Monalisha Khamboo

Personal information
- Born: 1992 (age 33–34)

Chess career
- Country: Nepal
- Title: Woman Candidate Master (2015)
- Peak rating: 1877 (March 2010)

= Monalisha Khamboo =

Nepali chess player (born 1992)

Monalisha Khamboo (Nepali: मोनालिशा खम्बू) is a Nepali chess player, promoter, administrator, and gender advocate. She is the first Women's Chess Champion of Nepal and has achieved the highest FIDE rating among Nepali women at 1877. She holds the title of Women Candidate Master, which was conferred by the World Chess Federation in 2015, and is the first female International Arbiter from Nepal. Over her career, she has secured the National Women's Chess Championship of Nepal multiple times and has represented her country in major international chess events, including the Asian Games, Asian Indoor Games, and the World Chess Olympiad.

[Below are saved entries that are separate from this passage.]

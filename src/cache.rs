use std::{
    borrow::Borrow,
    fmt,
    future::Future,
    hash::{BuildHasher, Hash},
    ops::Deref,
    sync::Arc,
};

use hashbrown::hash_map::DefaultHashBuilder;

use crate::{
    map::{AtomicMap, AtomicMapBuilder},
    once::OnceGuard,
    Error,
};

type Cell<V, E> = OnceGuard<Result<V, E>>;

#[derive(Debug, Clone)]
pub struct MemoCacheBuilder<S = DefaultHashBuilder> {
    map: AtomicMapBuilder<S>,
}

impl<S: Default> Default for MemoCacheBuilder<S> {
    fn default() -> Self {
        Self {
            map: Default::default(),
        }
    }
}

impl MemoCacheBuilder {
    pub fn new() -> Self {
        Self::default()
    }
}

impl<S> MemoCacheBuilder<S> {
    pub fn hasher<S2>(self, hasher: S2) -> MemoCacheBuilder<S2> {
        MemoCacheBuilder {
            map: self.map.hasher(hasher),
        }
    }

    pub fn shards(self, shards: usize) -> Self {
        Self {
            map: self.map.shards(shards),
        }
    }

    pub fn exact_shards(self, shards: usize) -> Self {
        Self {
            map: self.map.exact_shards(shards),
        }
    }

    pub fn capacity(self, capacity: usize) -> Self {
        Self {
            map: self.map.capacity(capacity),
        }
    }

    pub fn build<K, V, E>(self) -> MemoCache<K, V, E, S>
    where
        S: Clone,
    {
        MemoCache {
            cells: self.map.build(),
        }
    }
}

/// Memoizes the result of a loader per key.
///
/// However many threads or tasks ask for the same key at once, exactly one
/// loader runs; everybody else waits for it and receives the same result.
/// Errors are memoized like values: a key whose loader failed keeps returning
/// that error until it is [evicted](Self::evict). The same holds for a load
/// that never finished: if the loader panics, or the future running it is
/// dropped, the key answers [`Error::LoaderPanicked`] or
/// [`Error::LoadCancelled`] until it is evicted. No second loader runs.
///
/// Evicting or clearing only detaches entries from the cache. A load that is
/// already running keeps going and delivers its result to the callers that
/// were waiting on it; the next lookup of the key starts a fresh load.
pub struct MemoCache<K, V, E, S = DefaultHashBuilder> {
    cells: AtomicMap<K, Arc<Cell<V, E>>, S>,
}

impl<K, V, E> MemoCache<K, V, E> {
    pub fn new() -> Self {
        MemoCacheBuilder::new().build()
    }
}

impl<K, V, E, S: Default + Clone> Default for MemoCache<K, V, E, S> {
    fn default() -> Self {
        MemoCacheBuilder::default().build()
    }
}

impl<K, V, E, S> MemoCache<K, V, E, S>
where
    K: Hash + Eq + Clone,
    S: BuildHasher,
{
    /// Returns the memoized result for `key`, running `loader` if no result
    /// exists yet and no other caller is already producing one.
    ///
    /// A panic in `loader` unwinds through this call; every other caller for
    /// the key gets [`Error::LoaderPanicked`].
    pub fn get_or_load<F>(&self, key: K, loader: F) -> crate::Result<Memoized<V, E>>
    where
        F: FnOnce(&K) -> Result<V, E>,
    {
        let cell = self.cell(&key);
        cell.get_or_init(|| {
            tracing::debug!("running loader");
            let result = loader(&key);
            tracing::debug!(failed = result.is_err(), "loader finished");
            result
        })?;
        Ok(Memoized(cell))
    }

    /// Like [`get_or_load`](Self::get_or_load) for callers whose loader is
    /// optional. A missing loader is rejected before the cache is touched, so
    /// it never leaves anything behind for `key`.
    pub fn try_get_or_load<F>(&self, key: K, loader: Option<F>) -> crate::Result<Memoized<V, E>>
    where
        F: FnOnce(&K) -> Result<V, E>,
    {
        let loader = loader.ok_or(Error::MissingLoader)?;
        self.get_or_load(key, loader)
    }

    pub fn get_or_load_cloned<F>(&self, key: K, loader: F) -> crate::Result<Result<V, E>>
    where
        F: FnOnce(&K) -> Result<V, E>,
        V: Clone,
        E: Clone,
    {
        Ok((*self.get_or_load(key, loader)?).clone())
    }

    /// Async flavour of [`get_or_load`](Self::get_or_load). Waiting tasks do
    /// not block their thread, and they share the key with blocking callers.
    ///
    /// Dropping the future of the task that is running the loader abandons
    /// that load for good: its waiters, and every later lookup until the key
    /// is evicted, get [`Error::LoadCancelled`].
    pub async fn get_or_load_async<F, Fut>(
        &self,
        key: K,
        loader: F,
    ) -> crate::Result<Memoized<V, E>>
    where
        F: FnOnce(&K) -> Fut,
        Fut: Future<Output = Result<V, E>>,
    {
        let cell = self.cell(&key);
        cell.get_or_init_async(|| {
            tracing::debug!("running async loader");
            loader(&key)
        })
        .await?;
        Ok(Memoized(cell))
    }

    /// Returns the result for `key` if one has been produced. Keys whose load
    /// is still in flight, or was abandoned, read as missing.
    pub fn get<Q>(&self, key: &Q) -> Option<Memoized<V, E>>
    where
        K: Borrow<Q>,
        Q: ?Sized + Hash + Eq,
    {
        self.cells
            .load(key)
            .filter(|cell| matches!(cell.get(), Some(Ok(_))))
            .map(Memoized)
    }

    /// Forgets `key`, returning whether it was present.
    pub fn evict<Q>(&self, key: &Q) -> bool
    where
        K: Borrow<Q>,
        Q: ?Sized + Hash + Eq,
    {
        let evicted = self.cells.load_and_delete(key).is_some();
        tracing::debug!(evicted, "evict");
        evicted
    }

    pub fn clear(&self)
    where
        S: Clone,
    {
        self.cells.clear();
        tracing::debug!("cleared");
    }

    pub fn keys(&self) -> Vec<K> {
        self.cells.keys()
    }

    pub fn len(&self) -> usize {
        self.cells.size()
    }

    pub fn is_empty(&self) -> bool {
        self.len() == 0
    }

    fn cell(&self, key: &K) -> Arc<Cell<V, E>> {
        if let Some(cell) = self.cells.load(key) {
            tracing::trace!("cache hit");
            return cell;
        }

        let (cell, loaded) = self.cells.load_or_store(key.clone(), Arc::default());
        if !loaded {
            tracing::trace!("created cell");
        }
        cell
    }
}

impl<K, V, E, S> fmt::Debug for MemoCache<K, V, E, S> {
    fn fmt(&self, f: &mut fmt::Formatter<'_>) -> fmt::Result {
        f.debug_struct("MemoCache").finish_non_exhaustive()
    }
}

/// Shared handle to a memoized result.
///
/// Keeps the result alive even after its key has been evicted.
pub struct Memoized<V, E>(Arc<Cell<V, E>>);

impl<V, E> Memoized<V, E> {
    pub fn value(&self) -> Option<&V> {
        (**self).as_ref().ok()
    }

    pub fn error(&self) -> Option<&E> {
        (**self).as_ref().err()
    }

    /// Whether both handles point at the result of the same load.
    pub fn ptr_eq(this: &Self, other: &Self) -> bool {
        Arc::ptr_eq(&this.0, &other.0)
    }
}

impl<V, E> Clone for Memoized<V, E> {
    fn clone(&self) -> Self {
        Self(Arc::clone(&self.0))
    }
}

impl<V, E> Deref for Memoized<V, E> {
    type Target = Result<V, E>;

    fn deref(&self) -> &Self::Target {
        match self.0.get() {
            Some(Ok(result)) => result,
            _ => unreachable!("memoized handle to an unfinished load"),
        }
    }
}

impl<V: fmt::Debug, E: fmt::Debug> fmt::Debug for Memoized<V, E> {
    fn fmt(&self, f: &mut fmt::Formatter<'_>) -> fmt::Result {
        f.debug_tuple("Memoized").field(&**self).finish()
    }
}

== Early life and education ==
Khamboo completed her secondary education at North Point Academy and went on to attend GoldenGate International College. Khamboo received her bachelor's degree in food technology in 2013 from Tribhuvan University, where she also received a master's degree in economics (2019) and a second master's degree in gender studies.

== Chess career ==
Khamboo first encountered chess as a child and participated in her first competition in 2005. In 2008 she became the first Women's Chess Champion of Nepal and has received the highest rating of 1877 among Nepali women. She represented Nepal in the World Chess Olympiad in 2014 in Tromsø, Norway though she was not allow to play during the competition. She also played in 2016 in Baku, Azerbaijan; and 2018 in Batumi, Georgia.

FIDE awarded her the Women Candidate Master (WCM) title in 2015.

In 2022, Khamboo became the first female international arbiter from Nepal. As of 2023, she was the elected secretary of the Nepal Chess Association and in 2023 was elected Deputy General Secretary of the Nepal Chess Federation.

Khamboo founded the GoldenGate Chess Club in 2012. In 2024, she established the Himalayan Chess Academy, a group that trains young people in chess. The Himalayan Chess Academy is based on similar organizations that Khamboo observed in Europe and India.

==Personal life==
Khamboo is married to Raju Ghising, the sports journalist.